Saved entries
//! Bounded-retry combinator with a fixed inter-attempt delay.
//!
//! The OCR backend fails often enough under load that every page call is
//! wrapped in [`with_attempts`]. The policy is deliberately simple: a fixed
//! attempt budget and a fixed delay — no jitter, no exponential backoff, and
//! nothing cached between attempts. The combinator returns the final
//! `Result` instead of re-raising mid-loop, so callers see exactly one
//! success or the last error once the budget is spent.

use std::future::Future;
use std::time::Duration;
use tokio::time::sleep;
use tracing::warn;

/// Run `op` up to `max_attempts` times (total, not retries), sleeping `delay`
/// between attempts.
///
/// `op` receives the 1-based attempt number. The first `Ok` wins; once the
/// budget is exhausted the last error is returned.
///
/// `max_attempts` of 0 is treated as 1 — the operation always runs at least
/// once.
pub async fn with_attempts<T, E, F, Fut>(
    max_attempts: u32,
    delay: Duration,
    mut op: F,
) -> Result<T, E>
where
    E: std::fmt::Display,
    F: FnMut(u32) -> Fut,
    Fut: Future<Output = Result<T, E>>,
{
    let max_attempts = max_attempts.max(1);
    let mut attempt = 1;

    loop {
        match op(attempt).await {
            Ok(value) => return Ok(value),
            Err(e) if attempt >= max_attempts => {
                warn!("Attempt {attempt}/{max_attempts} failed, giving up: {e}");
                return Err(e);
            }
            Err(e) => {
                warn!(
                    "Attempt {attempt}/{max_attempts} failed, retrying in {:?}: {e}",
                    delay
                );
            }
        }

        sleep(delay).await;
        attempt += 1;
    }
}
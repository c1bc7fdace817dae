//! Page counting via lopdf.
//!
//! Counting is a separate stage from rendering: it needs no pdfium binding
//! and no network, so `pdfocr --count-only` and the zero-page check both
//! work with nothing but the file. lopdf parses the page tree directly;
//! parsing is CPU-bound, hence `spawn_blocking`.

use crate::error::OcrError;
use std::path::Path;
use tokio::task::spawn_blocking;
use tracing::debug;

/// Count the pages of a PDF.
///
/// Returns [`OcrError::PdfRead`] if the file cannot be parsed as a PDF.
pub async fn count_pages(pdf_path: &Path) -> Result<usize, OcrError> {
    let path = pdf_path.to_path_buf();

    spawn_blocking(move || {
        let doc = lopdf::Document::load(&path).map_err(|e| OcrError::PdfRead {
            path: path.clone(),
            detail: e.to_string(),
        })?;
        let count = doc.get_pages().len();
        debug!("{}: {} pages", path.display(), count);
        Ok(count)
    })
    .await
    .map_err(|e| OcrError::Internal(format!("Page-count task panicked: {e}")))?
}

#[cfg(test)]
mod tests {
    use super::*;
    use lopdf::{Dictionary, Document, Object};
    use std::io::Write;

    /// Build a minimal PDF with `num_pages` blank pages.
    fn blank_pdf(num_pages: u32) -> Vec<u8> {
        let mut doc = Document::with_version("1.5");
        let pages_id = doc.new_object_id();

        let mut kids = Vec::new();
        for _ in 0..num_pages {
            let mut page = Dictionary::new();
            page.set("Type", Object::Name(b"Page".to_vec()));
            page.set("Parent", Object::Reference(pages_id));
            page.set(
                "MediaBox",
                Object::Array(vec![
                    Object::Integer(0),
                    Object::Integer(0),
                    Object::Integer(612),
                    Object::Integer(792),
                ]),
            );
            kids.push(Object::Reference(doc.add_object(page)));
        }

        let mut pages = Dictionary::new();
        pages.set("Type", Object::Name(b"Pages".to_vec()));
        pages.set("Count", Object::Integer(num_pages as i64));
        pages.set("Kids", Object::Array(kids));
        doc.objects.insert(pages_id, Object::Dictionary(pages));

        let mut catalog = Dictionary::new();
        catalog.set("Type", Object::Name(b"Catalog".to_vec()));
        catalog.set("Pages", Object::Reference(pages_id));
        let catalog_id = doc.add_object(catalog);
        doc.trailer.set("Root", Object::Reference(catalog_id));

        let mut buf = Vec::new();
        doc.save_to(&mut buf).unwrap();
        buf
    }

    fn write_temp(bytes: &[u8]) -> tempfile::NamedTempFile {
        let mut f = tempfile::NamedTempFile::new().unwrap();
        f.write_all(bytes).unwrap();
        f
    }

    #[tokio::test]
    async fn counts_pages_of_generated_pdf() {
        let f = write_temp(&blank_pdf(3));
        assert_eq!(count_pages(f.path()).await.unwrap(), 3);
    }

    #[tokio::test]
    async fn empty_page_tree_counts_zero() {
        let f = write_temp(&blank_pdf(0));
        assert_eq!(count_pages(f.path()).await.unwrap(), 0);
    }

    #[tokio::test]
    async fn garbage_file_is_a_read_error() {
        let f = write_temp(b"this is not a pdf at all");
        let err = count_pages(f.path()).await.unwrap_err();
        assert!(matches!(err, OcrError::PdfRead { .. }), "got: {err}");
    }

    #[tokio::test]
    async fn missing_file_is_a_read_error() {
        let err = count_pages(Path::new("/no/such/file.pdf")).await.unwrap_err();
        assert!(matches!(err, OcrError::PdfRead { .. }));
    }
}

How to complete this task: Only the number of lines above that contain "bytes" should be given as the answer.

Result of this exercise: 2